(Beginning of EXTRACTED INFORMATION)

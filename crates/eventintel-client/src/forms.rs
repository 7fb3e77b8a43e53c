//! Form inputs as the controller receives them.

use chrono::{Local, Months, NaiveDate};
use eventintel_common::Category;

const DATE_INPUT_FORMAT: &str = "%Y-%m-%d";

pub const DEFAULT_MAX_EVENTS: u32 = 10;
pub const DEFAULT_MAX_ATTENDEES: u32 = 20;

/// Phase 1 form: where, when, which kinds of event, and how many.
#[derive(Debug, Clone, PartialEq)]
pub struct EventSearchForm {
    pub location: String,
    pub start_date: String,
    pub end_date: String,
    pub max_results: u32,
    /// Checked category boxes, in display order.
    pub categories: Vec<Category>,
}

impl EventSearchForm {
    /// Empty form with the date range preset to today .. today + 1 month.
    pub fn starting(today: NaiveDate) -> Self {
        let next_month = today.checked_add_months(Months::new(1)).unwrap_or(today);
        Self {
            location: String::new(),
            start_date: today.format(DATE_INPUT_FORMAT).to_string(),
            end_date: next_month.format(DATE_INPUT_FORMAT).to_string(),
            max_results: DEFAULT_MAX_EVENTS,
            categories: Vec::new(),
        }
    }

    /// Checked categories as request labels, without duplicates.
    pub fn category_labels(&self) -> Vec<String> {
        let mut labels: Vec<String> = Vec::with_capacity(self.categories.len());
        for c in &self.categories {
            if !labels.iter().any(|l| l == c.as_str()) {
                labels.push(c.as_str().to_string());
            }
        }
        labels
    }
}

impl Default for EventSearchForm {
    fn default() -> Self {
        Self::starting(Local::now().date_naive())
    }
}

#[cfg(test)]
mod tests {
    use super::*;

    #[test]
    fn test_dates_preset_to_one_month_window() {
        let today = NaiveDate::from_ymd_opt(2024, 1, 15).unwrap();
        let form = EventSearchForm::starting(today);
        assert_eq!(form.start_date, "2024-01-15");
        assert_eq!(form.end_date, "2024-02-15");
        assert!(form.categories.is_empty());
        assert_eq!(form.max_results, DEFAULT_MAX_EVENTS);
    }

    #[test]
    fn test_month_end_is_clamped() {
        let today = NaiveDate::from_ymd_opt(2024, 1, 31).unwrap();
        assert_eq!(EventSearchForm::starting(today).end_date, "2024-02-29");
    }

    #[test]
    fn test_duplicate_categories_collapse() {
        let form = EventSearchForm {
            categories: vec![Category::Music, Category::Arts, Category::Music],
            ..EventSearchForm::starting(NaiveDate::from_ymd_opt(2024, 1, 1).unwrap())
        };
        assert_eq!(form.category_labels(), vec!["music", "arts"]);
    }
}
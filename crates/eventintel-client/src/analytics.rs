//! Summary figures shown above the attendee table.

use eventintel_common::AttendeeRecord;

#[derive(Debug, Clone, Copy, PartialEq, Eq, Default)]
pub struct AttendeeAnalytics {
    pub total_users: usize,
    pub verified_users: usize,
    /// Sum of `followers_count` across all attendees.
    pub total_reach: u64,
}

impl AttendeeAnalytics {
    pub fn from_attendees(attendees: &[AttendeeRecord]) -> Self {
        Self {
            total_users: attendees.len(),
            verified_users: attendees.iter().filter(|a| a.verified).count(),
            total_reach: attendees
                .iter()
                .fold(0u64, |sum, a| sum.saturating_add(a.followers_count)),
        }
    }
}

/// `4700` -> `"4,700"`.
pub fn format_thousands(n: u64) -> String {
    let digits = n.to_string();
    let mut out = String::with_capacity(digits.len() + digits.len() / 3);
    for (i, ch) in digits.chars().enumerate() {
        if i > 0 && (digits.len() - i) % 3 == 0 {
            out.push(',');
        }
        out.push(ch);
    }
    out
}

(End of EXTRACTED INFORMATION)

● WORK ORDER
Copy out every line of the records that the string "location" appears in.

● ANSWER TO THIS EXERCISE
    pub location: String,
            location: String::new(),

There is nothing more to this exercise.